We could’ve used more competence and seriousness about this threat for the sake of everyone, not petty indulgences of performative outrage about a concept of freedom that feels hollow as we all are forced to hide.
1. Police taking biological samples as a matter of course, even after the crisis. A sneaky politician or official manages to turn this in to DNA sample collection, maybe by sequencing swabs on the side to "catch criminals." Nobody stops it because everyone is focused on the virus.
2. Local governments end up with expanded power to shut down businesses, this eventually gets abused for some kind of extortion in a small town somewhere.
3. Police gain generalized "indefinite detention" powers instead of specific "court-ordered quarantine" powers in some jurisdictions, creating a ticking time bomb set to explode the first time a mayor wants to get rid of a protester.
4. Efforts to stamp out counterproductive conspiracy theories result in legal and bureaucratic infrastructure which sits around and is eventually used to suppress a very productive conspiracy theory.
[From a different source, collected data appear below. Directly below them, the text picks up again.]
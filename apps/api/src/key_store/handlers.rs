use axum::{
    extract::{Path, State},
    http::StatusCode,
    Json,
};
use serde::{Deserialize, Serialize};
use tracing::info;

use crate::errors::AppError;
use crate::key_store::KeyStore;
use crate::llm_client::verify_credential;
use crate::models::{Credential, Provider};
use crate::state::AppState;

// ────────────────────────────────────────────────────────────────────────────
// Request / Response types
// ────────────────────────────────────────────────────────────────────────────

/// One provider's settings row. Raw keys never leave the server.
#[derive(Debug, Serialize)]
#[serde(rename_all = "camelCase")]
pub struct ProviderKeyView {
    pub provider: Provider,
    pub label: &'static str,
    pub models: Vec<&'static str>,
    pub default_model: &'static str,
    pub configured: bool,
    #[serde(skip_serializing_if = "Option::is_none")]
    pub model: Option<String>,
    #[serde(skip_serializing_if = "Option::is_none")]
    pub masked_key: Option<String>,
}

impl ProviderKeyView {
    fn new(provider: Provider, credential: Option<&Credential>) -> Self {
        let spec = provider.spec();
        Self {
            provider,
            label: spec.label,
            models: spec.models.to_vec(),
            default_model: spec.default_model,
            configured: credential.is_some(),
            model: credential.map(|c| c.model.clone()),
            masked_key: credential.map(Credential::masked_key),
        }
    }
}

#[derive(Debug, Serialize)]
pub struct KeyListResponse {
    pub providers: Vec<ProviderKeyView>,
}

#[derive(Debug, Deserialize)]
#[serde(rename_all = "camelCase")]
pub struct SaveKeyRequest {
    pub api_key: String,
    #[serde(default)]
    pub model: Option<String>,
}

#[derive(Debug, Deserialize)]
#[serde(rename_all = "camelCase")]
pub struct TestKeyRequest {
    pub provider: Provider,
    pub api_key: String,
    #[serde(default)]
    pub model: Option<String>,
}

#[derive(Debug, Serialize)]
pub struct TestKeyResponse {
    pub ok: bool,
}

fn parse_provider(raw: &str) -> Result<Provider, AppError> {
    raw.parse::<Provider>().map_err(AppError::Validation)
}

// ────────────────────────────────────────────────────────────────────────────
// Handlers
// ────────────────────────────────────────────────────────────────────────────

/// GET /api/v1/keys
pub async fn handle_list_keys(State(state): State<AppState>) -> Json<KeyListResponse> {
    let stored = state.key_store.all_credentials();
    let providers = Provider::ALL
        .iter()
        .map(|p| ProviderKeyView::new(*p, stored.iter().find(|c| c.provider == *p)))
        .collect();
    Json(KeyListResponse { providers })
}

/// PUT /api/v1/keys/:provider
pub async fn handle_save_key(
    State(state): State<AppState>,
    Path(provider): Path<String>,
    Json(req): Json<SaveKeyRequest>,
) -> Result<Json<ProviderKeyView>, AppError> {
    let provider = parse_provider(&provider)?;
    let credential = state
        .key_store
        .save(provider, &req.api_key, req.model.as_deref())
        .await?;
    Ok(Json(ProviderKeyView::new(provider, Some(&credential))))
}

/// DELETE /api/v1/keys/:provider
pub async fn handle_delete_key(
    State(state): State<AppState>,
    Path(provider): Path<String>,
) -> Result<StatusCode, AppError> {
    let provider = parse_provider(&provider)?;
    if state.key_store.remove(provider).await? {
        Ok(StatusCode::NO_CONTENT)
    } else {
        Err(AppError::NotFound(format!("No API key stored for {provider}")))
    }
}

/// POST /api/v1/keys/test
///
/// Sends a one-word prompt with the given key and drains the reply.
/// Nothing is stored.
pub async fn handle_test_key(
    State(state): State<AppState>,
    Json(req): Json<TestKeyRequest>,
) -> Result<Json<TestKeyResponse>, AppError> {
    if req.api_key.trim().is_empty() {
        return Err(AppError::Validation("apiKey cannot be empty".to_string()));
    }
    let model = req
        .model
        .filter(|m| !m.trim().is_empty())
        .unwrap_or_else(|| req.provider.default_model().to_string());

    let credential = Credential {
        provider: req.provider,
        key: req.api_key.trim().to_string(),
        model,
    };
    verify_credential(&state.gateway, &credential, state.config.stream_timeout).await?;

    info!(provider = %req.provider, "API key verified");
    Ok(Json(TestKeyResponse { ok: true }))
}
5. Playing on the above, Google builds a system to delete every video that says 5G and COVID-19 are linked. This is eventually used to delete every video that suggests Darkriver Mercenaries Inc. and the scandal in Kumran are linked.
All of these cases share one thing in common: a bad, over-generalized law gets passed because legislators are panicking and not taking the time to think about civil liberties. The virus spreads fast, but not so fast that you can't take the time to legislate effectively.
For example in CA: https://www.latimes.com/california/story/2020-03-24/l-a-coun...
Maybe, but I've yet to see any plausible proposals. Do you have one?
That's the kind of thinking that leads people to believe in FEMA death camps.
History does not support the most hyperbolic speculations, but it does support the idea that the USG files away at the base of lady liberty every time the public's back is turned. Remember the Patriot Act and 9-11?
Speak for yourself, the "concept of freedom" that you talk about is one of the many reasons the U.S is what it is. The freedoms we have do have costs at times like these but the benefits vastly outweigh the costs.
It killed that many with an unprecedented shutdown of the entire global economy to mitigate it.
We're past the seasonal flu peak and coronavirus is still on the upswing and hasn't peaked, it's not only killing more people per day than the flu, but it's actually now reached the status of leading cause of death in the US.[0]
Even with countermeasures, covid-19 is, short of a literal miracle, going to kill far more people in the US than the flu this year.
And it's also going already contributing more to deaths by other direct causes by clogging hospital systems, consuming resources like ventilators, etc.